Archive for the 'Volunteer Year One' Category


Read These – December Edition

Recommended reading:


Making Liquid Soap

I recently ran a liquid soap training as a promotion for a friend who recently opened up his own soap supply store (more on this later). After borrowing a few materials (three buckets and a spatula), all that was left was to buy a little salt, a chemical called Tansigex and add some water.

The process is dead simple: 7.5L of water in bucket 1, 7.5L of water plus with 1kg of dissolved salt in bucket 2, and 1kg of the mysterious Tansigex in bucket 3.  I’d love to tell you what Tansigex is exactly, but Google searches only brought up references to other Peace Corps Burkina Faso blogs (obviously we’re in a self-reference loop here).

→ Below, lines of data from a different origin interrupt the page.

//! Parser for directly-fetched RSS/Atom/JSON feeds.
//!
//! Unlike the API backends, a bad entry here never poisons the batch: a
//! titleless entry is skipped and counted, and an entry without a usable id
//! gets a stable hash-derived one. Entries with no timestamp at all are
//! stamped with the fetch time so they sort near the top once, instead of
//! sinking to 1970.

use chrono::Utc;
use feed_rs::parser;
use sha2::{Digest, Sha256};

use crate::api::ParseError;
use crate::storage::Item;

/// The outcome of parsing one feed document.
#[derive(Debug)]
pub struct ParsedFeed {
    /// Feed-level title, used to name a feed after its first fetch.
    pub title: Option<String>,
    /// Feed-level website link.
    pub site_url: Option<String>,
    pub items: Vec<Item>,
    /// Entries dropped for having no title.
    pub skipped: usize,
}

pub fn parse_feed(bytes: &[u8]) -> Result<ParsedFeed, ParseError> {
    let feed = parser::parse(bytes).map_err(|e| ParseError::new(e.to_string()))?;

    let title = feed.title.map(|t| t.content).filter(|t| !t.is_empty());
    let site_url = feed.links.first().map(|l| l.href.clone());

    let mut items = Vec::with_capacity(feed.entries.len());
    let mut skipped = 0;

    for entry in feed.entries {
        let Some(title) = entry.title.map(|t| t.content).filter(|t| !t.trim().is_empty())
        else {
            skipped += 1;
            continue;
        };

        let link = entry.links.first().map(|l| l.href.clone());
        let pub_date = entry.published.or(entry.updated).unwrap_or_else(Utc::now);
        let author = entry
            .authors
            .into_iter()
            .map(|p| p.name)
            .find(|n| !n.is_empty());
        let content = entry
            .content
            .and_then(|c| c.body)
            .or_else(|| entry.summary.map(|s| s.content));

        let existing_id = if entry.id.is_empty() {
            None
        } else {
            Some(entry.id.as_str())
        };
        let remote_id = stable_guid(existing_id, link.as_deref(), &title, pub_date.timestamp());

        items.push(Item {
            remote_id,
            feed_remote_id: None,
            title,
            author,
            content,
            link,
            is_read: false,
            is_starred: false,
            pub_date,
        });
    }

    Ok(ParsedFeed {
        title,
        site_url,
        items,
        skipped,
    })
}

/// Returns the entry's own id when present, otherwise a SHA-256 over the
/// fields that identify the entry. Feeds that omit guids get stable ids as
/// long as they do not rewrite link, title, and date all at once.
fn stable_guid(existing: Option<&str>, link: Option<&str>, title: &str, published: i64) -> String {
    if let Some(guid) = existing {
        let trimmed = guid.trim();
        if !trimmed.is_empty() {
            return trimmed.to_string();
        }
    }

    let input = format!("{}|{}|{}", link.unwrap_or(""), title, published);
    let hash = Sha256::digest(input.as_bytes());
    format!("{hash:x}")
}
use anyhow::Result;
use sqlx::{QueryBuilder, Sqlite, Transaction};

use super::schema::Database;
use super::types::{Account, AccountKind, Item, ItemRow, ItemState, StatePolicy};

/// 9 bound columns per item keeps a full chunk well under SQLite's 999
/// parameter limit.
const BATCH_SIZE: usize = 50;

impl Database {
    // ========================================================================
    // Item Operations
    // ========================================================================

    /// Inserts a batch of parsed items for a feed, returning how many were new.
    ///
    /// Uses a two-phase write: INSERT OR IGNORE (counting new rows via
    /// `changes()`, no table scan) and then, under
    /// [`StatePolicy::Reconcile`], a flag pass that folds the wire
    /// read/starred values into rows that already existed. The flag pass
    /// skips rows whose `read_changed`/`starred_changed` is set, so a state
    /// change made locally between two syncs is never clobbered before it
    /// has been pushed.
    ///
    /// Item metadata (title, content, author) is written once at first sight
    /// and not refreshed afterwards; backends treat items as immutable.
    pub async fn upsert_items(
        &self,
        feed_id: i64,
        items: &[Item],
        policy: StatePolicy,
    ) -> Result<usize> {
        if items.is_empty() {
            return Ok(0);
        }

        let mut tx = self.pool.begin().await?;
        let mut total_inserted: usize = 0;

        for chunk in items.chunks(BATCH_SIZE) {
            let mut insert_builder: QueryBuilder<Sqlite> = QueryBuilder::new(
                "INSERT OR IGNORE INTO items \
                 (remote_id, feed_id, title, author, content, link, pub_date, read, starred) ",
            );

            insert_builder.push_values(chunk, |mut b, item| {
                b.push_bind(&item.remote_id)
                    .push_bind(feed_id)
                    .push_bind(&item.title)
                    .push_bind(&item.author)
                    .push_bind(&item.content)
                    .push_bind(&item.link)
                    .push_bind(item.pub_date.timestamp())
                    .push_bind(item.is_read)
                    .push_bind(item.is_starred);
            });

            insert_builder.build().execute(&mut *tx).await?;

            // changes() must be read before the reconcile pass below touches
            // more rows.
            let changes: (i64,) = sqlx::query_as("SELECT changes()")
                .fetch_one(&mut *tx)
                .await?;
            total_inserted += changes.0 as usize;

            if policy == StatePolicy::Reconcile {
                let read: Vec<&str> = flag_ids(chunk, |i| i.is_read);
                let unread: Vec<&str> = flag_ids(chunk, |i| !i.is_read);
                let starred: Vec<&str> = flag_ids(chunk, |i| i.is_starred);
                let unstarred: Vec<&str> = flag_ids(chunk, |i| !i.is_starred);

                apply_wire_flag(&mut tx, feed_id, "read", true, &read).await?;
                apply_wire_flag(&mut tx, feed_id, "read", false, &unread).await?;
                apply_wire_flag(&mut tx, feed_id, "starred", true, &starred).await?;
                apply_wire_flag(&mut tx, feed_id, "starred", false, &unstarred).await?;
            }
        }

        tx.commit().await?;
        Ok(total_inserted)
    }

    /// Runs a SELECT produced by
    /// [`build_items_query`](super::queries::build_items_query).
    pub async fn query_items(&self, sql: &str) -> Result<Vec<ItemRow>> {
        let rows = sqlx::query_as::<_, ItemRow>(sql)
            .fetch_all(&self.pool)
            .await?;
        Ok(rows)
    }

    /// Sets the read flag on an item. Returns false if the item was already
    /// in the requested state (or does not exist).
    ///
    /// For remote accounts the change is recorded as pending so the next
    /// sync pushes it upstream. For separate-state accounts the flag itself
    /// lives in `item_states`, keyed by the item's remote id.
    pub async fn set_item_read(&self, item_id: i64, read: bool, account: &Account) -> Result<bool> {
        let track_change = account.kind != AccountKind::Local;

        if account.kind.separate_state() {
            let Some(remote_id) = self.item_remote_id(item_id).await? else {
                return Ok(false);
            };
            let mut tx = self.pool.begin().await?;
            sqlx::query(
                "INSERT INTO item_states (remote_id, account_id, read, starred) \
                 VALUES (?, ?, ?, 0) \
                 ON CONFLICT(remote_id, account_id) DO UPDATE SET read = excluded.read",
            )
            .bind(&remote_id)
            .bind(account.id)
            .bind(read)
            .execute(&mut *tx)
            .await?;
            if track_change {
                sqlx::query("UPDATE items SET read_changed = 1 WHERE id = ?")
                    .bind(item_id)
                    .execute(&mut *tx)
                    .await?;
            }
            tx.commit().await?;
            return Ok(true);
        }

        let result = if track_change {
            sqlx::query("UPDATE items SET read = ?, read_changed = 1 WHERE id = ? AND read != ?")
                .bind(read)
                .bind(item_id)
                .bind(read)
                .execute(&self.pool)
                .await?
        } else {
            sqlx::query("UPDATE items SET read = ? WHERE id = ? AND read != ?")
                .bind(read)
                .bind(item_id)
                .bind(read)
                .execute(&self.pool)
                .await?
        };
        Ok(result.rows_affected() > 0)
    }

    /// Sets the starred flag on an item. Same contract as [`set_item_read`].
    ///
    /// [`set_item_read`]: Database::set_item_read
    pub async fn set_item_starred(
        &self,
        item_id: i64,
        starred: bool,
        account: &Account,
    ) -> Result<bool> {
        let track_change = account.kind != AccountKind::Local;

        if account.kind.separate_state() {
            let Some(remote_id) = self.item_remote_id(item_id).await? else {
                return Ok(false);
            };
            let mut tx = self.pool.begin().await?;
            sqlx::query(
                "INSERT INTO item_states (remote_id, account_id, read, starred) \
                 VALUES (?, ?, 1, ?) \
                 ON CONFLICT(remote_id, account_id) DO UPDATE SET starred = excluded.starred",
            )
            .bind(&remote_id)
            .bind(account.id)
            .bind(starred)
            .execute(&mut *tx)
            .await?;
            if track_change {
                sqlx::query("UPDATE items SET starred_changed = 1 WHERE id = ?")
                    .bind(item_id)
                    .execute(&mut *tx)
                    .await?;
            }
            tx.commit().await?;
            return Ok(true);
        }

        let result = if track_change {
            sqlx::query(
                "UPDATE items SET starred = ?, starred_changed = 1 WHERE id = ? AND starred != ?",
            )
            .bind(starred)
            .bind(item_id)
            .bind(starred)
            .execute(&self.pool)
            .await?
        } else {
            sqlx::query("UPDATE items SET starred = ? WHERE id = ? AND starred != ?")
                .bind(starred)
                .bind(item_id)
                .bind(starred)
                .execute(&self.pool)
                .await?
        };
        Ok(result.rows_affected() > 0)
    }

    async fn item_remote_id(&self, item_id: i64) -> Result<Option<String>> {
        let remote_id =
            sqlx::query_scalar::<_, String>("SELECT remote_id FROM items WHERE id = ?")
                .bind(item_id)
                .fetch_optional(&self.pool)
                .await?;
        Ok(remote_id)
    }

    /// Pending read-state changes for an account: `(remote_id, read)` pairs
    /// that have not been pushed upstream yet.
    pub async fn read_changes(&self, account: &Account) -> Result<Vec<(String, bool)>> {
        let sql = if account.kind.separate_state() {
            // A pending change with no state row means "marked read" by the
            // missing-row convention.
            "SELECT items.remote_id, COALESCE(item_states.read, 1) \
             FROM items \
             INNER JOIN feeds ON items.feed_id = feeds.id \
             LEFT JOIN item_states ON item_states.remote_id = items.remote_id \
                 AND item_states.account_id = feeds.account_id \
             WHERE feeds.account_id = ? AND items.read_changed = 1"
        } else {
            "SELECT items.remote_id, items.read \
             FROM items \
             INNER JOIN feeds ON items.feed_id = feeds.id \
             WHERE feeds.account_id = ? AND items.read_changed = 1"
        };
        let rows: Vec<(String, bool)> = sqlx::query_as(sql)
            .bind(account.id)
            .fetch_all(&self.pool)
            .await?;
        Ok(rows)
    }

    /// Pending starred-state changes for an account.
    pub async fn starred_changes(&self, account: &Account) -> Result<Vec<(String, bool)>> {
        let sql = if account.kind.separate_state() {
            "SELECT items.remote_id, COALESCE(item_states.starred, 0) \
             FROM items \
             INNER JOIN feeds ON items.feed_id = feeds.id \
             LEFT JOIN item_states ON item_states.remote_id = items.remote_id \
                 AND item_states.account_id = feeds.account_id \
             WHERE feeds.account_id = ? AND items.starred_changed = 1"
        } else {
            "SELECT items.remote_id, items.starred \
             FROM items \
             INNER JOIN feeds ON items.feed_id = feeds.id \
             WHERE feeds.account_id = ? AND items.starred_changed = 1"
        };
        let rows: Vec<(String, bool)> = sqlx::query_as(sql)
            .bind(account.id)
            .fetch_all(&self.pool)
            .await?;
        Ok(rows)
    }

    /// Clears the pending-change flags after a successful push.
    pub async fn reset_sync_flags(&self, account_id: i64) -> Result<()> {
        sqlx::query(
            "UPDATE items SET read_changed = 0, starred_changed = 0 \
             WHERE feed_id IN (SELECT id FROM feeds WHERE account_id = ?)",
        )
        .bind(account_id)
        .execute(&self.pool)
        .await?;
        Ok(())
    }

    /// Replaces per-remote-id state rows from a backend's id lists.
    pub async fn upsert_item_states(&self, account_id: i64, states: &[ItemState]) -> Result<()> {
        if states.is_empty() {
            return Ok(());
        }

        let mut tx = self.pool.begin().await?;
        for chunk in states.chunks(BATCH_SIZE) {
            let mut builder: QueryBuilder<Sqlite> =
                QueryBuilder::new("INSERT INTO item_states (remote_id, account_id, read, starred) ");
            builder.push_values(chunk, |mut b, state| {
                b.push_bind(&state.remote_id)
                    .push_bind(account_id)
                    .push_bind(state.read)
                    .push_bind(state.starred);
            });
            builder.push(
                " ON CONFLICT(remote_id, account_id) \
                 DO UPDATE SET read = excluded.read, starred = excluded.starred",
            );
            builder.build().execute(&mut *tx).await?;
        }
        tx.commit().await?;
        Ok(())
    }

    /// All item remote ids stored for an account.
    pub async fn account_item_remote_ids(&self, account_id: i64) -> Result<Vec<String>> {
        let ids = sqlx::query_scalar::<_, String>(
            "SELECT items.remote_id FROM items \
             INNER JOIN feeds ON items.feed_id = feeds.id \
             WHERE feeds.account_id = ?",
        )
        .bind(account_id)
        .fetch_all(&self.pool)
        .await?;
        Ok(ids)
    }
}

fn flag_ids(chunk: &[Item], pred: impl Fn(&Item) -> bool) -> Vec<&str> {
    chunk
        .iter()
        .filter(|item| pred(item))
        .map(|item| item.remote_id.as_str())
        .collect()
}

/// One bulk UPDATE folding a wire flag value into existing rows, guarded by
/// the matching pending-change column.
async fn apply_wire_flag(
    tx: &mut Transaction<'_, Sqlite>,
    feed_id: i64,
    column: &str,
    value: bool,
    remote_ids: &[&str],
) -> Result<()> {
    if remote_ids.is_empty() {
        return Ok(());
    }

    let mut builder: QueryBuilder<Sqlite> = QueryBuilder::new(format!(
        "UPDATE items SET {column} = {} WHERE {column}_changed = 0 AND feed_id = ",
        value as i64
    ));
    builder.push_bind(feed_id);
    builder.push(" AND remote_id IN (");
    let mut separated = builder.separated(", ");
    for id in remote_ids {
        separated.push_bind(*id);
    }
    separated.push_unseparated(")");
    builder.build().execute(&mut **tx).await?;
    Ok(())
}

Then just whip the Tansigex and alternate adding a cup of salt and fresh water while continuing to stir. Let it sit overnight and the melange will result in ~13L  of soap. If you choose, add colorant (we chose green) and a cap or two of perfume to make it smell nice.

Total material costs, including bottles, was 2,650 CFA (~$5.90). Since this was a promotion, we gave the soap made during the training to the ladies for free. When they sell the soap, total revenues will be between 4,000-5,000 CFA (~$8.90-11.10) depending on the mix of large and small bottles (small 0.5L bottles sell for 200 CFA and large 1.5L bottles for 500 CFA (~$0.45-1.10). Not a bad margin, and a great way to help prevent disease. Wash those hands people!


Negotiating an Engagement

Last month, my buddy decided it was time to pop the question to his girlfriend. Little did I know that here in Burkina Faso it’s not as easy as just buying a ring, getting down on one knee and asking. Instead, a long series of events must take place, starting with some negotiations between the two families. Negotiations, that I was somewhat inexplicably asked to attend.

My friend’s family lives mostly in Niger, so he instead gathered up his cousin, two older gentlemen he called “uncles” and me (Burkinabé often call what we would call cousins “brother” and family friends “uncle”). We headed over not to the girl’s parent’s house, but instead to her grandparent’s house instead. Age carries a lot of weight here, and it is the family elders who decide such matters. In fact, at 28, I was at least ten years younger than anyone else at the meeting. Those who were only middle-aged mostly kept quiet, and I sat solemnly in place until told to take photos (maybe this is why I was asked to come?).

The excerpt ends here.